The idea is that the VIT, as its known, will end its journey down the still-growing pipe close to the time the drill string reaches bottom. Soon the TV monitors on the ship switch from views of the drilling floor to an image of the end of the pipe against a flat gray background.
At 3:30, with the camera in place, the drill string "taps" the bottom at a depth of 4455 meters (14,000 ft). The string is then raised to keep it from dragging on the bottom The camera reveals a barren landscape of gray mud. There is life here though. The resolution is not very good but things that look like black blobs crawl the bottom and small pale white fish occasionally flit through the lights.
What is not here is the borehole. When it was drilled in 1975, the hole was covered with a large funnel called a reentry cone. These large metal objects do double duty. They guide the drill string smoothly into the hole if the site is revisited and they strongly reflect sonar so the hole can be located.
The search for Hole 395A takes place in the DP shack. Three key displays are in the bank of monitors and readouts above the console that controls the motion of the ship. One shows the ship's GPS position against a square grid. The very center of the grid marks the coordinate that the ship used to find the site. Like the display on the bridge, Resolution is shown as a boat shaped icon. Other monitors show the bottom as seen by the television camera. Last is the sonar display.
Electrical supervisor "Boots" Dagg sits at the console. He begins a slow pattern of searching the grid, quadrant by quadrant. This, of course is done by slowly moving the ship several miles above. It's a painstaking exercise in delayed reaction. The movement of the ship has to transferred to the end of the pipe string far below. It takes a while to catch up. Too abrupt a motion and the pipe will begin swinging like a pendulum.
For nearly two hours, he creeps the ship across the grid. The camera shows gray mud; the sonar scans do not indicate any telltale reflection. Excitement rises for a minute when what looks like the edge of circular object appears. It turns out to be a piece of cable lying on the bottom. Occasionally the image is blurred by what look like subsea dust storms.
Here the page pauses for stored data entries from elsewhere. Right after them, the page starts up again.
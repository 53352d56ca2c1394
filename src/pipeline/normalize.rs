//! Raw backend output → [`UnifiedResult`].
//!
//! Dispatches to the mapping function owned by each backend module, then
//! applies one common pass: text cleanup, derived fields, the export
//! options and the binary size limit. The whole function is pure, so
//! normalizing the same raw output twice gives equal results.

use crate::backends::{
    crawler, docling, pdfium, pdfplumber, scrape, tesseract, BackendId, RawBackendOutput,
};
use crate::config::{ContentKind, Options};
use crate::error::PolyExtractError;
use crate::output::UnifiedResult;
use crate::pipeline::clean::{clean_markdown, clean_text, word_count};
use crate::pipeline::encode::bound;

/// Map one backend's raw output into the unified schema.
pub fn normalize(
    backend: BackendId,
    raw: &RawBackendOutput,
    kind: ContentKind,
    options: &Options,
    max_binary_bytes: usize,
) -> Result<UnifiedResult, PolyExtractError> {
    let mut result = match raw {
        RawBackendOutput::Docling {
            document,
            markdown,
            html,
        } => docling::normalize(document, markdown.as_deref(), html.as_deref())?,
        RawBackendOutput::Crawler(value) => crawler::normalize(value)?,
        RawBackendOutput::Pdfplumber(value) => pdfplumber::normalize(value)?,
        RawBackendOutput::PdfPages { pages, info } => pdfium::normalize(backend, pages, info)?,
        RawBackendOutput::OcrWords(words) => tesseract::normalize(words)?,
        RawBackendOutput::Scraped {
            text,
            html,
            title,
            truncated,
        } => scrape::normalize_scrape(text, html.as_deref(), title.as_deref(), *truncated)?,
        RawBackendOutput::Image {
            width,
            height,
            format,
            thumbnail_png,
        } => scrape::normalize_image(*width, *height, format, thumbnail_png)?,
    };
    finish(&mut result, kind, options, max_binary_bytes);
    Ok(result)
}

/// The backend-independent pass. Idempotent.
pub fn finish(result: &mut UnifiedResult, kind: ContentKind, options: &Options, max_binary_bytes: usize) {
    let doc = &mut result.document;
    doc.text = clean_text(&doc.text);
    doc.markdown = clean_markdown(&doc.markdown);
    if doc.text.is_empty() && !doc.markdown.is_empty() {
        doc.text = clean_text(&doc.markdown);
    }
    if doc.markdown.is_empty() && !doc.text.is_empty() {
        doc.markdown = clean_markdown(&doc.text);
    }
    doc.format = kind.as_str().to_string();

    let meta = &mut result.metadata;
    meta.title = meta.title.trim().to_string();
    if meta.word_count == 0 {
        meta.word_count = word_count(&result.document.text);
    }
    if meta.document_type.is_empty() {
        meta.document_type = kind.as_str().to_string();
    }

    if !options.bool_or("export_tables", true) {
        result.tables.clear();
    }
    let export_figures = options.bool_or("export_figures", false);
    for figure in &mut result.figures {
        if !export_figures {
            figure.image = None;
        }
        if let Some(image) = figure.image.as_mut() {
            bound(image, max_binary_bytes);
        }
    }
    if let Some(shot) = result.media.screenshot.as_mut() {
        bound(shot, max_binary_bytes);
    }
}

#[cfg(test)]
mod tests {
    use super::*;
    use crate::backends::PdfInfo;
    use serde_json::json;

    fn pages() -> RawBackendOutput {
        RawBackendOutput::PdfPages {
            pages: vec!["Hello  \r\nworld\u{200B}\n\n\n\n".into(), "Page two".into()],
            info: PdfInfo {
                title: Some("  Report ".into()),
                ..Default::default()
            },
        }
    }

    #[test]
    fn common_pass_cleans_and_derives() {
        let r = normalize(BackendId::Pdfium, &pages(), ContentKind::Pdf, &Options::new(), 1024).unwrap();
        assert!(r.success);
        assert_eq!(r.document.text, "Hello\nworld\n\nPage two");
        assert_eq!(r.document.markdown, "Hello\nworld\n\nPage two\n");
        assert_eq!(r.document.format, "pdf");
        assert_eq!(r.metadata.title, "Report");
        assert_eq!(r.metadata.word_count, 4);
        assert_eq!(r.metadata.page_count, 2);
    }

    #[test]
    fn normalizing_twice_is_stable() {
        let opts = Options::new().with("export_figures", true);
        let a = normalize(BackendId::Pdfium, &pages(), ContentKind::Pdf, &opts, 1024).unwrap();
        let b = normalize(BackendId::Pdfium, &pages(), ContentKind::Pdf, &opts, 1024).unwrap();
        assert_eq!(a, b);

        let mut again = a.clone();
        finish(&mut again, ContentKind::Pdf, &opts, 1024);
        assert_eq!(again, a);
        assert_eq!(
            serde_json::to_string(&again).unwrap(),
            serde_json::to_string(&a).unwrap()
        );
    }

    #[test]
    fn figures_keep_records_without_image_data_by_default() {
        let raw = RawBackendOutput::Image {
            width: 2,
            height: 2,
            format: "png".into(),
            thumbnail_png: vec![1, 2, 3],
        };
        let r = normalize(BackendId::ImageProbe, &raw, ContentKind::Image, &Options::new(), 1024).unwrap();
        assert_eq!(r.figures.len(), 1);
        assert!(r.figures[0].image.is_none());

        let opts = Options::new().with("export_figures", true);
        let r = normalize(BackendId::ImageProbe, &raw, ContentKind::Image, &opts, 1024).unwrap();
        assert!(r.figures[0].image.as_ref().unwrap().data.is_some());

        let r = normalize(BackendId::ImageProbe, &raw, ContentKind::Image, &opts, 2).unwrap();
        let image = r.figures[0].image.as_ref().unwrap();
        assert!(image.omitted);
        assert!(image.data.is_none());
        assert_eq!(image.byte_len, 3);
    }

    #[test]
    fn export_tables_false_drops_tables() {
        let doc = json!({
            "schema_name": "DoclingDocument",
            "texts": [],
            "tables": [{
                "data": {
                    "num_rows": 1,
                    "num_cols": 1,
                    "table_cells": [{"text": "x", "start_row_offset_idx": 0, "start_col_offset_idx": 0}]
                }
            }]
        });
        let raw = RawBackendOutput::Docling {
            document: doc,
            markdown: None,
            html: None,
        };
        let with = normalize(BackendId::Docling, &raw, ContentKind::Pdf, &Options::new(), 1024).unwrap();
        assert_eq!(with.tables.len(), 1);
        let opts = Options::new().with("export_tables", false);
        let without = normalize(BackendId::Docling, &raw, ContentKind::Pdf, &opts, 1024).unwrap();
        assert!(without.tables.is_empty());
    }

    #[test]
    fn shape_errors_propagate() {
        let raw = RawBackendOutput::Crawler(json!("not an object"));
        let err = normalize(BackendId::Crawler, &raw, ContentKind::Html, &Options::new(), 1024).unwrap_err();
        assert!(matches!(err, PolyExtractError::Normalization { .. }));
    }

    #[test]
    fn scrape_defaults_document_type_to_kind() {
        let raw = RawBackendOutput::Scraped {
            text: "just text".into(),
            html: None,
            title: None,
            truncated: true,
        };
        let r = normalize(BackendId::TextScrape, &raw, ContentKind::Text, &Options::new(), 1024).unwrap();
        assert_eq!(r.metadata.document_type, "text");
        assert_eq!(r.metadata.extra["truncated"], json!(true));
        assert_eq!(r.metadata.word_count, 2);
    }
}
Its probably sediment being stirred up by currents.
There is speculation that the coordinates are wrong. After all, when the hole was drilled in 1975 there was no GPS system. When a French team came calling in 1989 they used a manned submersible so they were not as dependent on the accuracy of the initial location.
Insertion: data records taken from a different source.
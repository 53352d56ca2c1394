//! Web page crawler (`crwl`) as a subprocess.
//!
//! The crawler renders the page in a headless browser and prints its full
//! result model as JSON (`-o all`). Scalar crawl and browser options travel
//! as `-c k=v,...` / `-b k=v,...`; structured values force a JSON config
//! file instead. An extraction strategy is written to its own config file
//! and passed with `-e`, only when the extraction sub-feature is installed.

use super::{cli_value, json_type, run_tool, Backend, BackendContext, BackendId, RawBackendOutput};
use crate::backends::scrape::html_to_text;
use crate::capability::Capability;
use crate::config::Options;
use crate::error::{AdapterError, PolyExtractError, RecoverableCondition};
use crate::output::{Link, MediaItem, UnifiedResult};
use crate::pipeline::encode::from_base64;
use crate::pipeline::input::ResolvedInput;
use async_trait::async_trait;
use serde_json::{Map, Value};
use std::ffi::OsString;
use std::path::Path;
use tracing::{debug, warn};

/// Options forwarded to the crawl run.
pub const CRAWL_OPTIONS: &[&str] = &[
    "word_count_threshold",
    "css_selector",
    "screenshot",
    "user_agent",
    "wait_for",
    "page_timeout",
    "delay_before_return_html",
    "js_code",
    "remove_overlay_elements",
    "simulate_user",
    "override_navigator",
    "magic",
    "session_id",
    "cache_mode",
    "excluded_tags",
    "only_text",
    "process_iframes",
    "remove_forms",
    "headers",
];

/// Options forwarded to the browser.
pub const BROWSER_OPTIONS: &[&str] = &["headless", "user_agent", "viewport_width", "viewport_height"];

const STRATEGY_OPTION: &str = "extraction_strategy";

pub struct CrawlerBackend;

/// How one group of options reaches the crawler.
#[derive(Debug, Clone, PartialEq)]
pub enum OptionGroup {
    None,
    /// `k=v,...` for `-c` / `-b`.
    Inline(String),
    /// Needs a config file (lists, objects, commas in values).
    File(Map<String, Value>),
}

/// Select `keys` from the bag and decide how to pass them.
pub fn option_group(options: &Options, keys: &[&str]) -> OptionGroup {
    let selected: Map<String, Value> = keys
        .iter()
        .filter_map(|k| options.get(k).map(|v| (k.to_string(), v.clone())))
        .collect();
    if selected.is_empty() {
        return OptionGroup::None;
    }
    let inline_safe = selected.values().all(|v| match v {
        Value::Array(_) | Value::Object(_) => false,
        other => {
            let s = cli_value(other);
            !s.contains(',') && !s.contains('=')
        }
    });
    if inline_safe {
        OptionGroup::Inline(
            selected
                .iter()
                .map(|(k, v)| format!("{k}={}", cli_value(v)))
                .collect::<Vec<_>>()
                .join(","),
        )
    } else {
        OptionGroup::File(selected)
    }
}

/// The extraction strategy, when requested and supported.
pub fn strategy(options: &Options, supported: bool) -> Option<&Map<String, Value>> {
    if !supported {
        if options.contains(STRATEGY_OPTION) {
            debug!("extraction strategy requested but not installed; ignoring");
        }
        return None;
    }
    options.get(STRATEGY_OPTION).and_then(Value::as_object)
}

/// A failure message that names the deprecated LLM `provider` parameter.
pub fn is_provider_deprecation(message: &str) -> bool {
    let lower = message.to_ascii_lowercase();
    lower.contains("deprecated") && lower.contains("provider")
}

fn classify(backend: BackendId, message: String) -> AdapterError {
    if is_provider_deprecation(&message) {
        AdapterError::Transient {
            backend,
            condition: RecoverableCondition::DeprecatedParameter {
                option: STRATEGY_OPTION.to_string(),
            },
            message,
        }
    } else {
        AdapterError::permanent(backend, message)
    }
}

async fn write_config(dir: &Path, name: &str, value: &Map<String, Value>) -> Result<OsString, AdapterError> {
    let path = dir.join(name);
    // JSON is a subset of YAML, which is what the crawler reads.
    let body = serde_json::to_vec_pretty(value)
        .map_err(|e| AdapterError::permanent(BackendId::Crawler, format!("config encode: {e}")))?;
    tokio::fs::write(&path, body)
        .await
        .map_err(|e| AdapterError::permanent(BackendId::Crawler, format!("config write: {e}")))?;
    Ok(path.into_os_string())
}

/// Parse stdout, skipping any log lines printed before the JSON document.
pub fn parse_json_output(stdout: &str) -> Option<Value> {
    if let Ok(v) = serde_json::from_str(stdout.trim()) {
        return Some(v);
    }
    let mut offset = 0;
    for line in stdout.split_inclusive('\n') {
        let t = line.trim_start();
        if t.starts_with('{') || t.starts_with('[') {
            if let Ok(v) = serde_json::from_str(stdout[offset..].trim()) {
                return Some(v);
            }
        }
        offset += line.len();
    }
    None
}

#[async_trait]
impl Backend for CrawlerBackend {
    fn id(&self) -> BackendId {
        BackendId::Crawler
    }

    fn required_capabilities(&self) -> &[Capability] {
        &[Capability::Crawler]
    }

    async fn invoke(
        &self,
        input: &ResolvedInput,
        options: &Options,
        ctx: &BackendContext,
    ) -> Result<RawBackendOutput, AdapterError> {
        let scratch = tempfile::Builder::new()
            .prefix("polyextract-crawl-")
            .tempdir()
            .map_err(|e| AdapterError::permanent(self.id(), format!("scratch dir: {e}")))?;

        // Crawl the original URL; local HTML is crawled via file://.
        let target = match input.source_url() {
            Some(url) => url.to_string(),
            None => format!("file://{}", input.path().display()),
        };

        let mut args: Vec<OsString> = vec![target.into(), "-o".into(), "all".into()];
        for (keys, inline_flag, file_flag, file_name) in [
            (CRAWL_OPTIONS, "-c", "-C", "crawler.yml"),
            (BROWSER_OPTIONS, "-b", "-B", "browser.yml"),
        ] {
            match option_group(options, keys) {
                OptionGroup::None => {}
                OptionGroup::Inline(kv) => {
                    args.push(inline_flag.into());
                    args.push(kv.into());
                }
                OptionGroup::File(map) => {
                    args.push(file_flag.into());
                    args.push(write_config(scratch.path(), file_name, &map).await?);
                }
            }
        }
        if let Some(strategy) = strategy(options, ctx.has(Capability::CrawlerExtraction)) {
            args.push("-e".into());
            args.push(write_config(scratch.path(), "extract.yml", strategy).await?);
        }

        let output = run_tool(self.id(), "crwl", args, ctx).await?;
        let stdout = output.stdout_lossy();

        if !output.success() {
            let message = super::stderr_tail(&output.stderr);
            let message = if message.is_empty() {
                format!("exited with {}", output.status)
            } else {
                message
            };
            return Err(classify(self.id(), message));
        }

        let value = parse_json_output(&stdout)
            .ok_or_else(|| AdapterError::permanent(self.id(), "output is not JSON"))?;

        let first = match &value {
            Value::Array(items) => items.first(),
            other => Some(other),
        };
        if let Some(obj) = first.and_then(Value::as_object) {
            if obj.get("success").and_then(Value::as_bool) == Some(false) {
                let message = obj
                    .get("error_message")
                    .or_else(|| obj.get("error"))
                    .and_then(Value::as_str)
                    .filter(|m| !m.trim().is_empty())
                    .unwrap_or("crawl reported failure")
                    .to_string();
                warn!("crawler reported failure: {}", message);
                return Err(classify(self.id(), message));
            }
        }

        Ok(RawBackendOutput::Crawler(value))
    }
}

// ── Normalization ────────────────────────────────────────────────────────

/// Map the crawler's result model into the unified schema.
pub fn normalize(value: &Value) -> Result<UnifiedResult, PolyExtractError> {
    let shape_error = |detail: String| PolyExtractError::Normalization {
        backend: BackendId::Crawler,
        detail,
    };
    let item = match value {
        Value::Array(items) => items
            .first()
            .ok_or_else(|| shape_error("empty result list".to_string()))?,
        other => other,
    };
    let obj = item
        .as_object()
        .ok_or_else(|| shape_error(format!("expected a JSON object, got {}", json_type(item))))?;

    let mut result = UnifiedResult {
        success: true,
        ..Default::default()
    };

    let markdown = match obj.get("markdown") {
        Some(Value::String(s)) => s.clone(),
        Some(Value::Object(m)) => m
            .get("raw_markdown")
            .or_else(|| m.get("markdown_with_citations"))
            .and_then(Value::as_str)
            .unwrap_or_default()
            .to_string(),
        _ => String::new(),
    };
    let html = ["cleaned_html", "html"]
        .iter()
        .filter_map(|k| obj.get(*k).and_then(Value::as_str))
        .find(|s| !s.trim().is_empty())
        .unwrap_or_default()
        .to_string();

    result.document.text = if html.is_empty() {
        markdown.clone()
    } else {
        html_to_text(&html)
    };
    result.document.markdown = markdown;
    result.document.html = html;
    result.document.structured = match obj.get("extracted_content") {
        Some(Value::String(s)) if !s.trim().is_empty() => {
            serde_json::from_str(s).unwrap_or_else(|_| Value::String(s.clone()))
        }
        Some(Value::String(_)) | None => Value::Null,
        Some(other) => other.clone(),
    };

    // Metadata
    let meta = &mut result.metadata;
    meta.document_type = "html".to_string();
    meta.page_count = 1;
    if let Some(m) = obj.get("metadata").and_then(Value::as_object) {
        let s = |k: &str| m.get(k).and_then(Value::as_str).unwrap_or("").trim().to_string();
        meta.title = s("title");
        meta.description = s("description");
        meta.author = s("author");
        meta.language = s("language");
        meta.keywords = match m.get("keywords") {
            Some(Value::String(k)) => k
                .split(',')
                .map(str::trim)
                .filter(|k| !k.is_empty())
                .map(str::to_string)
                .collect(),
            Some(Value::Array(ks)) => ks
                .iter()
                .filter_map(Value::as_str)
                .map(str::to_string)
                .collect(),
            _ => Vec::new(),
        };
    }
    for key in ["url", "redirected_url", "status_code", "session_id"] {
        if let Some(v) = obj.get(key).filter(|v| !v.is_null()) {
            meta.extra.insert(key.into(), v.clone());
        }
    }

    // Media
    if let Some(media) = obj.get("media").and_then(Value::as_object) {
        result.media.images = media_items(media.get("images"));
        result.media.videos = media_items(media.get("videos"));
        result.media.audios = media_items(media.get("audios"));
    }
    if result.media.images.is_empty() {
        result.media.images = media_items(obj.get("images"));
    }
    result.media.screenshot = obj
        .get("screenshot")
        .and_then(Value::as_str)
        .filter(|s| !s.is_empty())
        .and_then(|s| from_base64(s, "image/png"));

    // Links
    if let Some(links) = obj.get("links").and_then(Value::as_object) {
        result.links.internal = links_from(links.get("internal"));
        result.links.external = links_from(links.get("external"));
    }

    Ok(result)
}

fn media_items(value: Option<&Value>) -> Vec<MediaItem> {
    let Some(items) = value.and_then(Value::as_array) else {
        return Vec::new();
    };
    items
        .iter()
        .filter_map(|item| match item {
            Value::String(src) => Some(MediaItem {
                src: src.clone(),
                ..Default::default()
            }),
            Value::Object(m) => {
                let s = |k: &str| m.get(k).and_then(Value::as_str).unwrap_or("").to_string();
                let extensions = m
                    .iter()
                    .filter(|(k, v)| !matches!(k.as_str(), "src" | "alt" | "desc") && !v.is_null())
                    .map(|(k, v)| (k.clone(), v.clone()))
                    .collect();
                Some(MediaItem {
                    src: s("src"),
                    alt: s("alt"),
                    description: s("desc"),
                    extensions,
                })
            }
            _ => None,
        })
        .collect()
}

fn links_from(value: Option<&Value>) -> Vec<Link> {
    let Some(items) = value.and_then(Value::as_array) else {
        return Vec::new();
    };
    items
        .iter()
        .filter_map(|item| match item {
            Value::String(href) => Some(Link {
                href: href.clone(),
                ..Default::default()
            }),
            Value::Object(m) => {
                let s = |k: &str| m.get(k).and_then(Value::as_str).unwrap_or("").trim().to_string();
                Some(Link {
                    href: s("href"),
                    text: s("text"),
                    title: s("title"),
                })
            }
            _ => None,
        })
        .collect()
}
We are. Both the camera and sonar reveal a small portion of the sea bed. What we are trying to accomplish is akin to searching for a penny on a 9 by 12 rug, if all you could see at one time is a spot the area of a quarter.
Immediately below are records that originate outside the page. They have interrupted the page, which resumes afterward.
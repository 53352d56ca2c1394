//! Deterministic text cleanup applied to every backend's text and markdown.
//!
//! Backends disagree on line endings, leave trailing blanks and page-break
//! form feeds, and some emit zero-width characters from PDF text layers. The
//! rules here are pure `&str → String` passes, and both entry points are
//! idempotent: cleaning cleaned text changes nothing.
//!
//! ## Rule order
//!
//! Line endings are normalised before anything looks at lines; invisible
//! characters go before trailing-whitespace trimming so a line ending in a
//! zero-width space is trimmed too; blank-line collapsing runs last because
//! the markdown passes can introduce blank lines.

use once_cell::sync::Lazy;
use regex::Regex;

/// Clean plain text: no leading or trailing blank lines, at most one empty
/// line between paragraphs.
pub fn clean_text(input: &str) -> String {
    let s = normalise_line_endings(input);
    let s = remove_invisible_chars(&s);
    let s = trim_trailing_whitespace(&s);
    let s = collapse_blank_lines(&s);
    s.trim_matches('\n').to_string()
}

/// Clean markdown: the text rules plus heading spacing and GFM table
/// repair. Non-empty output ends with exactly one newline.
pub fn clean_markdown(input: &str) -> String {
    let s = normalise_line_endings(input);
    let s = remove_invisible_chars(&s);
    let s = trim_trailing_whitespace(&s);
    let s = normalise_heading_spacing(&s);
    let s = repair_tables(&s);
    let s = collapse_blank_lines(&s);
    let trimmed = s.trim_matches('\n');
    if trimmed.is_empty() {
        String::new()
    } else {
        format!("{trimmed}\n")
    }
}

/// Whitespace-separated word count.
pub fn word_count(text: &str) -> usize {
    text.split_whitespace().count()
}

// ── Line endings ─────────────────────────────────────────────────────────

fn normalise_line_endings(input: &str) -> String {
    // Form feeds are page breaks from PDF text tools.
    input
        .replace("\r\n", "\n")
        .replace('\r', "\n")
        .replace('\u{000C}', "\n\n")
}

// ── Invisible characters ─────────────────────────────────────────────────

fn remove_invisible_chars(input: &str) -> String {
    input
        .chars()
        .filter(|c| {
            !matches!(
                c,
                '\u{200B}' | '\u{FEFF}' | '\u{00AD}' | '\u{200C}' | '\u{200D}' | '\u{2060}'
            ) && !(c.is_control() && *c != '\n' && *c != '\t')
        })
        .collect()
}

// ── Trailing whitespace ──────────────────────────────────────────────────

fn trim_trailing_whitespace(input: &str) -> String {
    input
        .split('\n')
        .map(str::trim_end)
        .collect::<Vec<_>>()
        .join("\n")
}

// ── Blank lines ──────────────────────────────────────────────────────────

static RE_BLANK_LINES: Lazy<Regex> = Lazy::new(|| Regex::new(r"\n{3,}").unwrap());

fn collapse_blank_lines(input: &str) -> String {
    RE_BLANK_LINES.replace_all(input, "\n\n").into_owned()
}

// ── Headings ─────────────────────────────────────────────────────────────

static RE_HEADING: Lazy<Regex> = Lazy::new(|| Regex::new(r"^#{1,6}\s").unwrap());

/// Ensure a blank line before every ATX heading except at the very start.
fn normalise_heading_spacing(input: &str) -> String {
    let mut out = String::with_capacity(input.len() + 64);
    for (i, line) in input.split('\n').enumerate() {
        if i > 0 {
            if RE_HEADING.is_match(line) {
                let kept = out.trim_end_matches('\n').len();
                out.truncate(kept);
                if kept > 0 {
                    out.push_str("\n\n");
                }
            } else {
                out.push('\n');
            }
        }
        out.push_str(line);
    }
    out
}

// ── GFM tables ───────────────────────────────────────────────────────────

fn is_table_row(line: &str) -> bool {
    let t = line.trim();
    t.len() > 2 && t.starts_with('|') && t.ends_with('|')
}

fn is_separator_row(line: &str) -> bool {
    let t = line.trim();
    is_table_row(t) && t.contains('-') && t.chars().all(|c| matches!(c, '|' | '-' | ':' | ' '))
}

/// Within each run of table rows keep exactly one separator, directly after
/// the header row, inserting it when missing.
fn repair_tables(input: &str) -> String {
    let mut out: Vec<String> = Vec::new();
    let mut row_in_table = 0usize;

    for line in input.split('\n') {
        if !is_table_row(line) {
            row_in_table = 0;
            out.push(line.to_string());
            continue;
        }

        row_in_table += 1;
        let separator = is_separator_row(line);
        match (row_in_table, separator) {
            // A table cannot start with a separator: treat it as stray text.
            (1, true) => {
                row_in_table = 0;
                out.push(line.to_string());
            }
            (2, true) => out.push(line.to_string()),
            (2, false) => {
                let cols = out
                    .last()
                    .map(|h| h.trim().matches('|').count().saturating_sub(1).max(1))
                    .unwrap_or(1);
                out.push(separator_row(cols));
                out.push(line.to_string());
                row_in_table = 3;
            }
            (_, true) => {}
            (_, false) => out.push(line.to_string()),
        }
    }
    out.join("\n")
}

fn separator_row(cols: usize) -> String {
    std::iter::once("|")
        .chain(std::iter::repeat_n(" --- |", cols))
        .collect()
}

/// Render rows as a GFM table. Used when a backend has tables but no
/// markdown of its own.
pub fn table_markdown(headers: &[String], rows: &[Vec<String>]) -> String {
    let cols = rows
        .iter()
        .map(Vec::len)
        .chain(std::iter::once(headers.len()))
        .max()
        .unwrap_or(0);
    if cols == 0 {
        return String::new();
    }

    let cell = |s: &str| s.replace('|', "\\|").replace('\n', " ");
    let render = |row: &[String]| -> String {
        let mut line = String::from("|");
        for i in 0..cols {
            line.push(' ');
            line.push_str(&cell(row.get(i).map(String::as_str).unwrap_or("")));
            line.push_str(" |");
        }
        line
    };

    let (head, body) = if headers.is_empty() {
        match rows.split_first() {
            Some((first, rest)) => (render(first), rest),
            None => return String::new(),
        }
    } else {
        (render(headers), rows)
    };

    let mut lines = vec![head, separator_row(cols)];
    lines.extend(body.iter().map(|r| render(r)));
    lines.join("\n")
}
Ray Frank, the DP operator, sits in front of the sonar display. Suddenly a cluster of bright reflections appears at the edge of the display. "That's got to be it, " he says. Sure enough, when the scanner comes around again the bright dots are still there. Dagg begins a painstaking process of maneuvering the end of the pipe toward the reflection. Finally an object comes into view. Its the reentry cone.
After more careful adjustments in the ship's position the pipe hangs directly over the center of the funnel. The signal is given for the driller to lower the pipe. It slides smoothly into the borehole. "Well, that only took two and a half hours," says Dagg.
And yes, the GPS coordinates were wrong. The hole is 320 feet Northeast of where it was supposed to be. On land, that's stones throw. Looking down several miles of pipe, it can be a very long way. To set the record straight, here are the new coordinates: Hole 395A is located at 22 deg.; 45.3517 N. latitude and 46 deg. 04.8492 min. W longitude.